Task to carry out
Look for "Vickery" in each line of the entries, and return the matching lines.
** Opening Extracted information block **
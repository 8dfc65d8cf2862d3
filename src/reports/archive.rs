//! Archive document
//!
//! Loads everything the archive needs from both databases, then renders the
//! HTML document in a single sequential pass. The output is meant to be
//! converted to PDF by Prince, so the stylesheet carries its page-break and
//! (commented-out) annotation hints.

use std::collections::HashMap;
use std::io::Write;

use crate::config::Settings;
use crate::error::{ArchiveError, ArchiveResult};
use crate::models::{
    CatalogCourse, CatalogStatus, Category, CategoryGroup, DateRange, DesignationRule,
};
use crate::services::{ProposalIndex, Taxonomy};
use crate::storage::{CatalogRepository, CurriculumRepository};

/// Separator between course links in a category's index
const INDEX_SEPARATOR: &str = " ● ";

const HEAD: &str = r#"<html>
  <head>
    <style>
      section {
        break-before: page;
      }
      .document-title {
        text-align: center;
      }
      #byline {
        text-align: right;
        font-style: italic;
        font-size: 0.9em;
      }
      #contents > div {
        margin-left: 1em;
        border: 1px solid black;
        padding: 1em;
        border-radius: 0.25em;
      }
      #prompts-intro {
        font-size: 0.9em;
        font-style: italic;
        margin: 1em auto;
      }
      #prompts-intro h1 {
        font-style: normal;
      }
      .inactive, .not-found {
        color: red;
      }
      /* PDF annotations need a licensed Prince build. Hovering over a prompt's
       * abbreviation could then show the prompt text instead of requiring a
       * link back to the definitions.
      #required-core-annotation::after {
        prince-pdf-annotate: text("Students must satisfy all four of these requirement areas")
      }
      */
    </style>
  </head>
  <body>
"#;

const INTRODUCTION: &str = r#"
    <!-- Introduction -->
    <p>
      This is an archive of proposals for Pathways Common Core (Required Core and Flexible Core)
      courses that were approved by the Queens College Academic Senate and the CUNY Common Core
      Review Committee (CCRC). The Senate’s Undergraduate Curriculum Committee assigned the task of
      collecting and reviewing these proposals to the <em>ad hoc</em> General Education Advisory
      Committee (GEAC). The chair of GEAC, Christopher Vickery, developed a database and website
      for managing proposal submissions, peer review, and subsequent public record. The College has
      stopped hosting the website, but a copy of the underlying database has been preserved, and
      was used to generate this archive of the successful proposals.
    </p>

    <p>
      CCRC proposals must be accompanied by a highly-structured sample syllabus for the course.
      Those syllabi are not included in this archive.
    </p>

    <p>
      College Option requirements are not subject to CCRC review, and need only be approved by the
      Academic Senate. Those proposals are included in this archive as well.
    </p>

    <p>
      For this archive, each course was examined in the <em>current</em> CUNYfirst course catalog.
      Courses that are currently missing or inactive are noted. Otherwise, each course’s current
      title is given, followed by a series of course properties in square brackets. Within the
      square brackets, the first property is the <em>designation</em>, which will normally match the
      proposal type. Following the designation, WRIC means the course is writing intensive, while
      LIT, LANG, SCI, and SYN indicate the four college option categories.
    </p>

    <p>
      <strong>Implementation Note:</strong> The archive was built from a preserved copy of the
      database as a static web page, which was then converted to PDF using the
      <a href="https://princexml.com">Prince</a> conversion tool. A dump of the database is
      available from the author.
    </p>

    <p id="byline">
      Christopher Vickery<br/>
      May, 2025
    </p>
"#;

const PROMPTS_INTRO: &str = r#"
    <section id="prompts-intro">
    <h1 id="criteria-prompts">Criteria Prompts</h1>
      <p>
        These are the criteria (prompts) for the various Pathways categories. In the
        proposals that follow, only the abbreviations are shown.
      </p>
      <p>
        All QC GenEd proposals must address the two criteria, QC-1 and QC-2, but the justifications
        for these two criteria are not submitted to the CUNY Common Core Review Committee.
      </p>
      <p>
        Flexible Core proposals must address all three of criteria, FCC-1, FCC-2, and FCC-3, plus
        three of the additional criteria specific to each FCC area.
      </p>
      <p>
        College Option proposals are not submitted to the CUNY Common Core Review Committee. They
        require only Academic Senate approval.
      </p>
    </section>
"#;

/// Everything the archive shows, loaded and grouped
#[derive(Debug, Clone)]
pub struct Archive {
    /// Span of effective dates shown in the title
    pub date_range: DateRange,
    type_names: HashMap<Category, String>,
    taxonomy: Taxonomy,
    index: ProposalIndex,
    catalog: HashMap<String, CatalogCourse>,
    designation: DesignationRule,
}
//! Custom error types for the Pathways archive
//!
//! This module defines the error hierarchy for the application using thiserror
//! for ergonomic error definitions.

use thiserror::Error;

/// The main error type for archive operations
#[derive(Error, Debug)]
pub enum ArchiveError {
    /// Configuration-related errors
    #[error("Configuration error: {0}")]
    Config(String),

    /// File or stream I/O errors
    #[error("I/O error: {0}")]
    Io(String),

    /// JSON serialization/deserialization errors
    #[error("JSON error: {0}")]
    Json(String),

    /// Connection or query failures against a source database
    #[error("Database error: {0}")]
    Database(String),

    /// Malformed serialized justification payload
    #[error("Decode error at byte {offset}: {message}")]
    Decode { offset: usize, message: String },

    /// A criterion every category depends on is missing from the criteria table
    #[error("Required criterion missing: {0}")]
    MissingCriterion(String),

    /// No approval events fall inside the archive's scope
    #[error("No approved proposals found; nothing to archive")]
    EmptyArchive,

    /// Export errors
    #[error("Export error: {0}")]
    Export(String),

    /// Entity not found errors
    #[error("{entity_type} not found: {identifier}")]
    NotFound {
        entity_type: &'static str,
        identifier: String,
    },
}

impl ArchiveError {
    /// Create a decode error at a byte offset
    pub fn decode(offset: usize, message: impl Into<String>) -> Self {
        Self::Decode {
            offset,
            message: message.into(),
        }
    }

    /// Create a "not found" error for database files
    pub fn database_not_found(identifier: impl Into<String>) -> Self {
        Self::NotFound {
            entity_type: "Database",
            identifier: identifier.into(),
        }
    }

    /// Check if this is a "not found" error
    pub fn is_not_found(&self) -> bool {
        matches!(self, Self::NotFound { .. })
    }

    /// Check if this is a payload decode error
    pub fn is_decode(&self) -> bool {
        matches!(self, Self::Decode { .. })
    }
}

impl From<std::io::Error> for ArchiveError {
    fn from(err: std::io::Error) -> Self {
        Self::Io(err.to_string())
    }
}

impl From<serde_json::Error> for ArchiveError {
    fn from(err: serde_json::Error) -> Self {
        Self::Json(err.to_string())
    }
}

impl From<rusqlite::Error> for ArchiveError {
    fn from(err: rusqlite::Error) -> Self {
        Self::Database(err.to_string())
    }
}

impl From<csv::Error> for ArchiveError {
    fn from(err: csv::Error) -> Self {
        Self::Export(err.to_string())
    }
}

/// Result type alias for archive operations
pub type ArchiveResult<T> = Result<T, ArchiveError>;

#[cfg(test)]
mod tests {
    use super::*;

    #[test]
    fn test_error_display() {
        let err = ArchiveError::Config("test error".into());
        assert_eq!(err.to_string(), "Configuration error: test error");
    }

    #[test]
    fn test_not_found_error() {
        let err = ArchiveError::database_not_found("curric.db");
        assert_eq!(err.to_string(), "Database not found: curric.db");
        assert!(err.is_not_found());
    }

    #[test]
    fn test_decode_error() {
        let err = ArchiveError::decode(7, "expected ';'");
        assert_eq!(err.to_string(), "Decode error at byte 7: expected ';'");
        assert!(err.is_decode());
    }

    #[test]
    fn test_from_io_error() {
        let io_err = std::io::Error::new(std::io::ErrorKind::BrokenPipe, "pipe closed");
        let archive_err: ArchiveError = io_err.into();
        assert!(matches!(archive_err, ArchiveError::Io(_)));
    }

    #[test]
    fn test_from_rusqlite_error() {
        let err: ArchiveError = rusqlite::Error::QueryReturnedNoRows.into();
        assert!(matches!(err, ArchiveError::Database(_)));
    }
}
** Closing Extracted information block **
** Opening Extracted information block **
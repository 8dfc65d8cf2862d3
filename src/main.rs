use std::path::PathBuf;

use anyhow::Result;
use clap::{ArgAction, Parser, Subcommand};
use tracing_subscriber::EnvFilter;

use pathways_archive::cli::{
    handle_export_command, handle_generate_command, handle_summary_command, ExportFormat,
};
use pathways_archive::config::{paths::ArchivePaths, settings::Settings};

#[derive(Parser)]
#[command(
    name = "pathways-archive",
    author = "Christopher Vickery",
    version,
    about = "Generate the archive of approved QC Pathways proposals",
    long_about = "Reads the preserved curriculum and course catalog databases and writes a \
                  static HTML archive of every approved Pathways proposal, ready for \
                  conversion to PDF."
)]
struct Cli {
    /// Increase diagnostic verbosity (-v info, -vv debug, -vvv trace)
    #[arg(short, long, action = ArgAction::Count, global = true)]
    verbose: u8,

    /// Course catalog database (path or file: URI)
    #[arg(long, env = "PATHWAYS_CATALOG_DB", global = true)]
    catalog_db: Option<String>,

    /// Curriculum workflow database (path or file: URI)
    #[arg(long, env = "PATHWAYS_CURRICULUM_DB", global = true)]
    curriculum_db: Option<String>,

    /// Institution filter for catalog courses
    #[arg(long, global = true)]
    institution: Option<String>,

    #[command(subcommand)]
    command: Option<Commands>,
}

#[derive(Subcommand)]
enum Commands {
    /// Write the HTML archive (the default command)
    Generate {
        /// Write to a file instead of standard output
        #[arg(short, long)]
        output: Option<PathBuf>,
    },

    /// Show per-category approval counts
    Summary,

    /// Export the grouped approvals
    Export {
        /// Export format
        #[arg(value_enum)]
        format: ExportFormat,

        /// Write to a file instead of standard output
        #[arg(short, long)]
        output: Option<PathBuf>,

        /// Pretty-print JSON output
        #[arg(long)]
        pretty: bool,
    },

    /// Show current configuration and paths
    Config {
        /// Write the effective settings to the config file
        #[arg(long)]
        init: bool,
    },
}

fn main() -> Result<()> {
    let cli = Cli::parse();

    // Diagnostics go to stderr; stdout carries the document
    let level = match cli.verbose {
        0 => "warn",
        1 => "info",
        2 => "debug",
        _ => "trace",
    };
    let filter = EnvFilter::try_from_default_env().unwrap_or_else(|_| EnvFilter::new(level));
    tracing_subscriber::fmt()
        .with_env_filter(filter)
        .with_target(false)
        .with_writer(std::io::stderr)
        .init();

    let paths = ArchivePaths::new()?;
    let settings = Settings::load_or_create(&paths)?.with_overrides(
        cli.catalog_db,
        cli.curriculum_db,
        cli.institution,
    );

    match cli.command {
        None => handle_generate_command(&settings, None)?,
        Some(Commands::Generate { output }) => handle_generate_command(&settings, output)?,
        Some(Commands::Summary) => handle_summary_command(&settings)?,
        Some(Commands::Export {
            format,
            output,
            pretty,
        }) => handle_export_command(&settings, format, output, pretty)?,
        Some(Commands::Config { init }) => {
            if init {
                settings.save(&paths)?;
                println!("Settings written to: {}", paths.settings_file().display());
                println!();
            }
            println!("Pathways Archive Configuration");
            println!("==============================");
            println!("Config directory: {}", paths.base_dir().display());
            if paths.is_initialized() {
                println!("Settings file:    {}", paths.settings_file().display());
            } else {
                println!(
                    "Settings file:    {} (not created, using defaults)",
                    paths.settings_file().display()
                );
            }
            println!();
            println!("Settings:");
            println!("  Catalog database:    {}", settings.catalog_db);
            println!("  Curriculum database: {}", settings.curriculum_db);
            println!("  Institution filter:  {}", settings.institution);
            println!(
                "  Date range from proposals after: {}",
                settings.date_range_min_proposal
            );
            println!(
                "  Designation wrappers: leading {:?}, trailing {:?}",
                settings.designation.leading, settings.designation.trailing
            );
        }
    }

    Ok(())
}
** Closing Extracted information block **
Response
      Committee (GEAC). The chair of GEAC, Christopher Vickery, developed a database and website
      Christopher Vickery<br/>
    author = "Christopher Vickery",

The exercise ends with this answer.